■ What to do:
Check each line of the data for "second", then give the number of lines that have it, without any other words.

[Dataset entries]
┏━━
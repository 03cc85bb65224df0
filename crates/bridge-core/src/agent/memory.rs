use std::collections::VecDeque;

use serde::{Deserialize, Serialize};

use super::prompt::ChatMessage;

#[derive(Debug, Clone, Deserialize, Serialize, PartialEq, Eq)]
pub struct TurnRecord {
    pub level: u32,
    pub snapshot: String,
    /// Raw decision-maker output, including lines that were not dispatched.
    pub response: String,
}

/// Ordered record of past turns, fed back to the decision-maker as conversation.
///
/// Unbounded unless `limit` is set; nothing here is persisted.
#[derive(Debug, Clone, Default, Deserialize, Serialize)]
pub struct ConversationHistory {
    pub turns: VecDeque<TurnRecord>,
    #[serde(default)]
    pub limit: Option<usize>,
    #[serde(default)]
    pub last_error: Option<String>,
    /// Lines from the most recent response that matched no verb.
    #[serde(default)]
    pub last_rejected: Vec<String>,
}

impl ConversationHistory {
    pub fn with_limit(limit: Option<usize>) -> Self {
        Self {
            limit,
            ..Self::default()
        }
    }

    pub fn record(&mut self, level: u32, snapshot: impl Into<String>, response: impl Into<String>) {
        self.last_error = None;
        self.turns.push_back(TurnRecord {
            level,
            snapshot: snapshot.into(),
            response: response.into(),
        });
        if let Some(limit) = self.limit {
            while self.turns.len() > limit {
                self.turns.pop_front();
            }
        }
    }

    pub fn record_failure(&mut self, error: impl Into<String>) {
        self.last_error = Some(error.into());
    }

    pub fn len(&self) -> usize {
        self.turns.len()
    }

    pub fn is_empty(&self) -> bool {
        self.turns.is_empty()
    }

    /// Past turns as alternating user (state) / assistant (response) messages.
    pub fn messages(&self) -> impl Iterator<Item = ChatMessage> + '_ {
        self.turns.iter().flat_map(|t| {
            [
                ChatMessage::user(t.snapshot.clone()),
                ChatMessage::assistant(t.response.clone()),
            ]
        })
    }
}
┗━━
┏━━
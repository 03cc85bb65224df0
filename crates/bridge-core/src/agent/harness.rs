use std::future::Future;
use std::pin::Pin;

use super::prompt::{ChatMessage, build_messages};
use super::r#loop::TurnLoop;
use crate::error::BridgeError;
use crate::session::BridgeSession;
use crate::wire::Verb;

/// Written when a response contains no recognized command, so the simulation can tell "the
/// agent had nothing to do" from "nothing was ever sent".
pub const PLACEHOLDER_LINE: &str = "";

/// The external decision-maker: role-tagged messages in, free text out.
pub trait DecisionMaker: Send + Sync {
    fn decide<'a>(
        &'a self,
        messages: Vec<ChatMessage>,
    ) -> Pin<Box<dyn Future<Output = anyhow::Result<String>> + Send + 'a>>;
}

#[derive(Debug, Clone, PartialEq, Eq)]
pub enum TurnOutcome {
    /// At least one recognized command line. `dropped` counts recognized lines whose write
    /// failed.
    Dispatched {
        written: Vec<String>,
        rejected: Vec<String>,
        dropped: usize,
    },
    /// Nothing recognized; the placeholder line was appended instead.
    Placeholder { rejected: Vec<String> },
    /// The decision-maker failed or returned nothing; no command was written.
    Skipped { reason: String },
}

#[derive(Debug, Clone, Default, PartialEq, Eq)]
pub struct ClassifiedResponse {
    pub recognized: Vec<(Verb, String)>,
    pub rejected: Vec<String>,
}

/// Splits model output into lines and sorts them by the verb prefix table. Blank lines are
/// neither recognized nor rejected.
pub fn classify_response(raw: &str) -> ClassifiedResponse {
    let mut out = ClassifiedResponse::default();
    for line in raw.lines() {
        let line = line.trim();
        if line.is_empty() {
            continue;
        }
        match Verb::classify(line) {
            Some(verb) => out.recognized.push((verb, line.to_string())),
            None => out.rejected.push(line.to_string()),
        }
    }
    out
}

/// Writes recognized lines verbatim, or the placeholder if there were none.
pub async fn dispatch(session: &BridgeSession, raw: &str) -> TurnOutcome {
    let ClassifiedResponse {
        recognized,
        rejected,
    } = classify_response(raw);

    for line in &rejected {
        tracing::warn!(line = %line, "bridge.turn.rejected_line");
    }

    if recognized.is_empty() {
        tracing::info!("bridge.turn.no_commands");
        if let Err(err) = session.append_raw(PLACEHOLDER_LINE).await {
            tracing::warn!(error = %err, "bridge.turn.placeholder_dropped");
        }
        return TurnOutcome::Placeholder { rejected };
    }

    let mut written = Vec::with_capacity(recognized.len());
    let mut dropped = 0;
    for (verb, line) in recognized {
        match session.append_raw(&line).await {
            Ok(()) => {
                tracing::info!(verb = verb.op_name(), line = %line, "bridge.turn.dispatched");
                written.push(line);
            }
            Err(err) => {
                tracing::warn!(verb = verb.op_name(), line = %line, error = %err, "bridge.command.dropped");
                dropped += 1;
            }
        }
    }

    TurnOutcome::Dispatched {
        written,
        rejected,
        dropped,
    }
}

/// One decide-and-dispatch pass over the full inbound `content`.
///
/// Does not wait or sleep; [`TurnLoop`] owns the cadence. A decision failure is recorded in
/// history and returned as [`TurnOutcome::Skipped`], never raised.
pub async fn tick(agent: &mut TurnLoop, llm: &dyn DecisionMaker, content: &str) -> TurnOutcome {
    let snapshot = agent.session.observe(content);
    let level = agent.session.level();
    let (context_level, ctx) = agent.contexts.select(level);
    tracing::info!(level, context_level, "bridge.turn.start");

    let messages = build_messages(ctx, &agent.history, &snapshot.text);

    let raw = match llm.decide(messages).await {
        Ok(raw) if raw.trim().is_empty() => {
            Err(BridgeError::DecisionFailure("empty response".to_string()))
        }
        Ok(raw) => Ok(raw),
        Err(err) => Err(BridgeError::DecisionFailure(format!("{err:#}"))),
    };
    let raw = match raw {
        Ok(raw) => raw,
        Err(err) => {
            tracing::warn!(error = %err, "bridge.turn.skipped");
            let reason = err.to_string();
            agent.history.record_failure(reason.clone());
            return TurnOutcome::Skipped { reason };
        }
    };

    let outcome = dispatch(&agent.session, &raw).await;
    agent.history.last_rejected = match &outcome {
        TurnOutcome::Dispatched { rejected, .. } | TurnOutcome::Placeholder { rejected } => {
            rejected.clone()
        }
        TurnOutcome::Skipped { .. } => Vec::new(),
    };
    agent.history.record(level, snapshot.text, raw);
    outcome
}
┗━━
┏━━
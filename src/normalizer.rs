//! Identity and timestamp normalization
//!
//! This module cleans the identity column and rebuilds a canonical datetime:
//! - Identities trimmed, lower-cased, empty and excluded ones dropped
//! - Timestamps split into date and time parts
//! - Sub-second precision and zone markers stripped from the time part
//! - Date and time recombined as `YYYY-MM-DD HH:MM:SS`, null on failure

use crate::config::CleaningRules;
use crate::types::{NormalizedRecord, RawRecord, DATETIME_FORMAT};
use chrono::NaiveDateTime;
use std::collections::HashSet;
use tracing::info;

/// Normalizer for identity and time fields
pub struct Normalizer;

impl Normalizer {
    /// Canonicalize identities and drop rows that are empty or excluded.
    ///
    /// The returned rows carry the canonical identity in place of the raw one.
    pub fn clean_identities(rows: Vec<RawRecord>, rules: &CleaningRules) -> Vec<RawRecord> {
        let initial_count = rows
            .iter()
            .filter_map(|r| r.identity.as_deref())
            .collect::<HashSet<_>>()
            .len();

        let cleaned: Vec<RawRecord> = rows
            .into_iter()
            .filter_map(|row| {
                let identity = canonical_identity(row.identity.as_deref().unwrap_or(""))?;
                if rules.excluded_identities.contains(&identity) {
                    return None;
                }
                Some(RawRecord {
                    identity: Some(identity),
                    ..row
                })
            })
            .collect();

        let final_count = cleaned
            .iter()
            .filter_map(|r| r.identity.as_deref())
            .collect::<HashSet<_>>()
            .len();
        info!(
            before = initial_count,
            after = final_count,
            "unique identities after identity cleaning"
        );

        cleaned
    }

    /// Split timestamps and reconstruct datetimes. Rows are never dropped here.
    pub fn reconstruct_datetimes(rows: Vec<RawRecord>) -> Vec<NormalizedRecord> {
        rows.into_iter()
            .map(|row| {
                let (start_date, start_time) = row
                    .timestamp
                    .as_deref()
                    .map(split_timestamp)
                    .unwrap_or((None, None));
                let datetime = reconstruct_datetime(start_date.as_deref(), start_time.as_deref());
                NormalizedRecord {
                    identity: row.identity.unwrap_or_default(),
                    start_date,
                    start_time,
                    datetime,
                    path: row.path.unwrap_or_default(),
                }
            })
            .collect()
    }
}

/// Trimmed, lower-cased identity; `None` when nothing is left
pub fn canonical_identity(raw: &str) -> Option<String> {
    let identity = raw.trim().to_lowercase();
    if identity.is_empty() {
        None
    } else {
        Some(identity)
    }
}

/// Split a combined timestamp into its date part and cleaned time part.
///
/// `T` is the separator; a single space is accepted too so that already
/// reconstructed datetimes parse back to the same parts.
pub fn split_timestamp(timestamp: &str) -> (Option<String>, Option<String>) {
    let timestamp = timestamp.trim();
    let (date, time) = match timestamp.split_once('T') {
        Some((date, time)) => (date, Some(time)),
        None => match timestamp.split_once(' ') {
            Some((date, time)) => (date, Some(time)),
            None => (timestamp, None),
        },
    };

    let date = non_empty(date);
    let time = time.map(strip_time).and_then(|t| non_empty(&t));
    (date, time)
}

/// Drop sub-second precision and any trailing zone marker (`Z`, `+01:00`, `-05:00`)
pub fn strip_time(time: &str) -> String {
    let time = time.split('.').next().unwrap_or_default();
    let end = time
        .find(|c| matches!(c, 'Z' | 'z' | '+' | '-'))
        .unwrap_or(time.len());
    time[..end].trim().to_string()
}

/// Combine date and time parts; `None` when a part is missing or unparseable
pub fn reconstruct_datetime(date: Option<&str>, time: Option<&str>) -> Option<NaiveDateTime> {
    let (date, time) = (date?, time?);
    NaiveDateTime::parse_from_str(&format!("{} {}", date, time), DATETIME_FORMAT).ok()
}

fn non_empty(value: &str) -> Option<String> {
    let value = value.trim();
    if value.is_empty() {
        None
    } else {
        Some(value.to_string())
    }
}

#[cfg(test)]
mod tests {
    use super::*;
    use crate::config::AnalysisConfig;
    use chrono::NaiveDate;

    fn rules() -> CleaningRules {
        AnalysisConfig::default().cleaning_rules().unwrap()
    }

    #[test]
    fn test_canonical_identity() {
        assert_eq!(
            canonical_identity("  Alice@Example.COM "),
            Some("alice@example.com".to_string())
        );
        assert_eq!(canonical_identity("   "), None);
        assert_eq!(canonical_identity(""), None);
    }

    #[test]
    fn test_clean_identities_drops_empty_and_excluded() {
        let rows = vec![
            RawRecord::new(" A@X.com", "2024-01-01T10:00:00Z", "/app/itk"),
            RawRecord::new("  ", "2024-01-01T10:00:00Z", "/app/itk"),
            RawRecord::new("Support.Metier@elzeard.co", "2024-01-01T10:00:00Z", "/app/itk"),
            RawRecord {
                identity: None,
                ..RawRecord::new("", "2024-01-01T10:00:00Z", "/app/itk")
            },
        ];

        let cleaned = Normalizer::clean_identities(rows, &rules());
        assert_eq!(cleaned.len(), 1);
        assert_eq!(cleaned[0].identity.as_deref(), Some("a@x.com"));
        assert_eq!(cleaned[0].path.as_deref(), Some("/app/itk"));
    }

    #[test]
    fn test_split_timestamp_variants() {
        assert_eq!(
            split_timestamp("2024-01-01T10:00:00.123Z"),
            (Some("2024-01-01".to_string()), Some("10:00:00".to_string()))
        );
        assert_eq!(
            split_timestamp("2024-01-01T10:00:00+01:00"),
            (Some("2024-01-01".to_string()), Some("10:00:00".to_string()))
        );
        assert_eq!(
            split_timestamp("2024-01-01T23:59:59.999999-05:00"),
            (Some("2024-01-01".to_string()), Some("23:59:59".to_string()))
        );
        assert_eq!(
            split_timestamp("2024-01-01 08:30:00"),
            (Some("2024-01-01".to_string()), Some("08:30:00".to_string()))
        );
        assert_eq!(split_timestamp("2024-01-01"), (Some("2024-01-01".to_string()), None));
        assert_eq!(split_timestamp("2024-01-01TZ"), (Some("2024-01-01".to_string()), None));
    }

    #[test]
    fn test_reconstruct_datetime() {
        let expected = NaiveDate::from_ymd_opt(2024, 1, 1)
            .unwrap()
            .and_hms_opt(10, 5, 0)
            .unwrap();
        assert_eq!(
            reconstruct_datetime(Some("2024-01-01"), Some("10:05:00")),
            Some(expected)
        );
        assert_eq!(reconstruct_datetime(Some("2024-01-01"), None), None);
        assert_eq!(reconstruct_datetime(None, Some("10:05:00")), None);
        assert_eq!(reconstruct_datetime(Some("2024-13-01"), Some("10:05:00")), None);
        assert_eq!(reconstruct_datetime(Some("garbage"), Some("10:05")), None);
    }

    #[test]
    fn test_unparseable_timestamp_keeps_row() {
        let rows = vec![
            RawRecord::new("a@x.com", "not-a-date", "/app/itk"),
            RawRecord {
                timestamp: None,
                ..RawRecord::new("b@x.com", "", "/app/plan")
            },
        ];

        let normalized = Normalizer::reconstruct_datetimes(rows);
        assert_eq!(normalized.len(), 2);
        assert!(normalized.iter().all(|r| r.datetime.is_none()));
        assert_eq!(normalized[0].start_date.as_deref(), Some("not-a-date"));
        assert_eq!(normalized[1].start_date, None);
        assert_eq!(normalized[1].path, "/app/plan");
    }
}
┗━━
■ Answer space:
2